DATA SHOWN:

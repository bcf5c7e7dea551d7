//! Mutation reconciliation use case
//!
//! Every mutation runs in two phases: the remote call first, then an
//! equivalent local edit of the mirror so the tree reflects the new remote
//! state without a full reload. If the remote call fails the tree is left
//! exactly as it was.
//!
//! Name collisions follow the backend's rules: files are replaced (last
//! write wins) and directories are merged recursively.

use std::collections::HashSet;
use std::sync::Arc;

use tracing::{debug, info, warn};

use crate::domain::{path, FmError, NodeId};
use crate::ports::{EntryDescriptor, IRemoteStore, RenamePair};
use crate::tree::cache::absolute;
use crate::tree::{Tree, TreeCache};

/// Options for copy and move batches
#[derive(Debug, Clone, Copy, PartialEq, Eq)]
pub struct TransferOptions {
    /// Ask the backend to merge colliding directories (`fmove`)
    pub deep: bool,
    /// Mark the placed nodes as active in the destination
    pub highlight: bool,
}

impl Default for TransferOptions {
    fn default() -> Self {
        Self {
            deep: false,
            highlight: true,
        }
    }
}

#[derive(Debug, Clone, Copy, PartialEq, Eq)]
enum Transfer {
    Copy,
    Move,
}

/// Applies remote mutations and mirrors their result locally
pub struct MutationReconciler {
    cache: Arc<TreeCache>,
}

impl MutationReconciler {
    pub fn new(cache: Arc<TreeCache>) -> Self {
        Self { cache }
    }

    fn store(&self) -> &Arc<dyn IRemoteStore> {
        self.cache.store()
    }

    /// Finds the node at `target` after a remote mutation
    ///
    /// Fetching the parent listing may already reflect the mutation, in
    /// which case the node is legitimately absent.
    async fn locate(&self, target: &str) -> Result<Option<NodeId>, FmError> {
        let parts = path::split(target);
        let parent = match self.cache.resolve_dir(&parts.dir).await {
            Ok(id) => id,
            Err(FmError::NotFound(_)) | Err(FmError::NotADirectory(_)) => return Ok(None),
            Err(e) => return Err(e),
        };
        Ok(self.cache.read(|t| t.find_child(parent, &parts.full_name)))
    }

    /// Mirrors an entry that arrived in `dir` from a source the tree never held
    ///
    /// The entry's metadata is read back from the store. A same-named loaded
    /// directory is invalidated instead of replaced, since the backend
    /// merged into it. Returns the node and whether it collided.
    async fn adopt(&self, dir: NodeId, name: &str) -> Result<Option<(NodeId, bool)>, FmError> {
        let Some(dir_path) = self.cache.node(dir).map(|n| n.path().to_string()) else {
            return Ok(None);
        };
        let target = path::child_path(&dir_path, name, false);
        let entry = match self.store().stat(&target).await {
            Ok(entry) => EntryDescriptor {
                name: name.to_string(),
                ..entry
            },
            Err(FmError::NotFound(_)) => return Ok(None),
            Err(e) => return Err(e),
        };

        let existing = self.cache.read(|t| {
            t.find_child(dir, name)
                .map(|id| (id, t.get(id).is_some_and(|n| n.is_dir())))
        });
        match existing {
            Some((id, true)) if entry.is_dir() => {
                self.cache.write(|t| t.invalidate(id));
                Ok(Some((id, true)))
            }
            Some(_) => Ok(self.cache.insert_entry(dir, &entry, false).map(|id| (id, true))),
            None => Ok(self.cache.insert_entry(dir, &entry, false).map(|id| (id, false))),
        }
    }

    // ========================================================================
    // Delete
    // ========================================================================

    /// Deletes every path remotely, then detaches the nodes locally
    pub async fn delete(&self, paths: &[String]) -> Result<(), FmError> {
        let paths: Vec<String> = paths.iter().map(|p| absolute(p)).collect();
        if paths.is_empty() {
            return Ok(());
        }
        self.store().delete(&paths).await?;

        for target in &paths {
            match self.locate(target).await? {
                Some(id) => self.cache.write(|t| t.remove_subtree(id)),
                None => debug!(path = %target, "Deleted path was not mirrored"),
            }
        }
        info!(count = paths.len(), "Deleted entries");
        Ok(())
    }

    // ========================================================================
    // Create
    // ========================================================================

    /// Creates directories remotely and inserts empty directory nodes
    pub async fn make_directories(
        &self,
        paths: &[String],
        mode: Option<u32>,
    ) -> Result<Vec<NodeId>, FmError> {
        let paths: Vec<String> = paths.iter().map(|p| path::as_dir(&absolute(p))).collect();
        if paths.is_empty() {
            return Ok(Vec::new());
        }
        self.store().mkdir(&paths, mode).await?;
        self.insert_created(&paths, true).await
    }

    /// Creates empty files remotely and inserts zero-size file nodes
    pub async fn touch(&self, paths: &[String]) -> Result<Vec<NodeId>, FmError> {
        let paths: Vec<String> = paths.iter().map(|p| path::trim_dir(&absolute(p))).collect();
        if paths.is_empty() {
            return Ok(Vec::new());
        }
        self.store().touch(&paths).await?;
        self.insert_created(&paths, false).await
    }

    async fn insert_created(&self, paths: &[String], dirs: bool) -> Result<Vec<NodeId>, FmError> {
        let mut created = Vec::with_capacity(paths.len());
        for target in paths {
            let parts = path::split(target);
            let parent = self.cache.resolve_dir(&parts.dir).await?;
            let entry = if dirs {
                EntryDescriptor::dir(parts.full_name)
            } else {
                EntryDescriptor::file(parts.full_name, 0)
            };
            if let Some(id) = self.cache.insert_entry(parent, &entry, dirs) {
                created.push(id);
            }
        }
        info!(count = created.len(), directories = dirs, "Created entries");
        Ok(created)
    }

    // ========================================================================
    // Copy / Move
    // ========================================================================

    /// Copies every source into `destination` and mirrors the copies
    pub async fn copy(
        &self,
        sources: &[String],
        destination: &str,
        options: TransferOptions,
    ) -> Result<Vec<NodeId>, FmError> {
        let sources: Vec<String> = sources.iter().map(|p| absolute(p)).collect();
        let destination = path::as_dir(&absolute(destination));
        if sources.is_empty() {
            return Ok(Vec::new());
        }
        self.store().copy(&sources, &destination).await?;
        self.transfer(&sources, &destination, Transfer::Copy, options)
            .await
    }

    /// Moves every source into `destination` and mirrors the move
    pub async fn move_items(
        &self,
        sources: &[String],
        destination: &str,
        options: TransferOptions,
    ) -> Result<Vec<NodeId>, FmError> {
        let sources: Vec<String> = sources.iter().map(|p| absolute(p)).collect();
        let destination = path::as_dir(&absolute(destination));
        if sources.is_empty() {
            return Ok(Vec::new());
        }
        self.store()
            .move_to(&sources, &destination, options.deep)
            .await?;
        self.transfer(&sources, &destination, Transfer::Move, options)
            .await
    }

    async fn transfer(
        &self,
        sources: &[String],
        destination: &str,
        kind: Transfer,
        options: TransferOptions,
    ) -> Result<Vec<NodeId>, FmError> {
        let dest = self.cache.resolve_dir(destination).await?;
        let mut placed = Vec::with_capacity(sources.len());

        for source in sources {
            let Some(node) = self.locate(source).await? else {
                debug!(path = %source, "Transferred source was not mirrored, reading it back");
                let name = path::split(source).full_name;
                if let Some((id, collided)) = self.adopt(dest, &name).await? {
                    if options.highlight && !collided {
                        self.cache.write(|t| t.set_active(id, true));
                    }
                    placed.push(id);
                }
                continue;
            };

            let result = self.cache.write(|t| {
                // The backend refuses to move a directory into itself
                if creates_cycle(t, node, dest) {
                    return None;
                }
                let collided = t
                    .get(node)
                    .is_some_and(|n| t.find_child(dest, n.name()).is_some_and(|c| c != node));

                let moving = match kind {
                    Transfer::Copy => t.clone_subtree(node)?,
                    Transfer::Move => {
                        t.detach(node);
                        node
                    }
                };
                let id = t.place(dest, moving)?;
                if options.highlight && !collided {
                    t.set_active(id, true);
                }
                Some(id)
            });

            if let Some(id) = result {
                placed.push(id);
            }
        }

        self.cache.write(|t| t.cascade_paths(dest));
        info!(
            count = placed.len(),
            destination = %destination,
            action = ?kind,
            "Transferred entries"
        );
        Ok(placed)
    }

    // ========================================================================
    // Rename
    // ========================================================================

    /// Applies an explicit `from -> to` mapping
    ///
    /// Fails with [`FmError::DuplicatePath`] before any remote call if a
    /// source or a destination appears twice.
    pub async fn rename(&self, pairs: &[RenamePair]) -> Result<Vec<NodeId>, FmError> {
        let pairs: Vec<RenamePair> = pairs
            .iter()
            .map(|p| RenamePair::new(absolute(&p.from), absolute(&p.to)))
            .collect();
        check_unique(&pairs)?;
        if pairs.is_empty() {
            return Ok(Vec::new());
        }

        self.store().rename(&pairs).await?;

        let mut renamed = Vec::with_capacity(pairs.len());
        for pair in &pairs {
            let to = path::split(&pair.to);
            let Some(node) = self.locate(&pair.from).await? else {
                debug!(from = %pair.from, "Renamed source was not mirrored, reading it back");
                let dest = self.cache.resolve_dir(&to.dir).await?;
                if let Some((id, _)) = self.adopt(dest, &to.full_name).await? {
                    renamed.push(id);
                }
                continue;
            };
            let dest = self.cache.resolve_dir(&to.dir).await?;
            let is_dir = self.cache.read(|t| t.get(node).is_some_and(|n| n.is_dir()));
            let icon = self.cache.icon(&to.full_name, is_dir);

            let result = self.cache.write(|t| {
                if creates_cycle(t, node, dest) {
                    warn!(from = %pair.from, to = %pair.to, "Refusing to nest a directory inside itself");
                    return None;
                }
                t.detach(node);
                if let Some(n) = t.get_mut(node) {
                    n.name = to.full_name.clone();
                    n.icon = icon;
                }
                let id = t.place(dest, node)?;
                t.cascade_paths(id);
                Some(id)
            });
            if let Some(id) = result {
                renamed.push(id);
            }
        }
        info!(count = renamed.len(), "Renamed entries");
        Ok(renamed)
    }
}

/// True if placing `node` into `dest` would make it its own ancestor
fn creates_cycle(tree: &Tree, node: NodeId, dest: NodeId) -> bool {
    if node == dest {
        return true;
    }
    match (tree.get(node), tree.get(dest)) {
        (Some(n), Some(d)) => n.is_dir() && path::is_within(d.path(), n.path()),
        _ => true,
    }
}

/// Rejects batches naming a source or a destination twice
fn check_unique(pairs: &[RenamePair]) -> Result<(), FmError> {
    let mut sources = HashSet::new();
    let mut destinations = HashSet::new();
    for pair in pairs {
        let from = path::trim_dir(&pair.from);
        if !sources.insert(from.clone()) {
            return Err(FmError::DuplicatePath(from));
        }
        let to = path::trim_dir(&pair.to);
        if !destinations.insert(to.clone()) {
            return Err(FmError::DuplicatePath(to));
        }
    }
    Ok(())
}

WHAT IS BEING ASKED: Of the lines above, show those in which "IRemoteStore" appears.

SOLVED PROBLEM:
use crate::ports::{EntryDescriptor, IRemoteStore, RenamePair};
    fn store(&self) -> &Arc<dyn IRemoteStore> {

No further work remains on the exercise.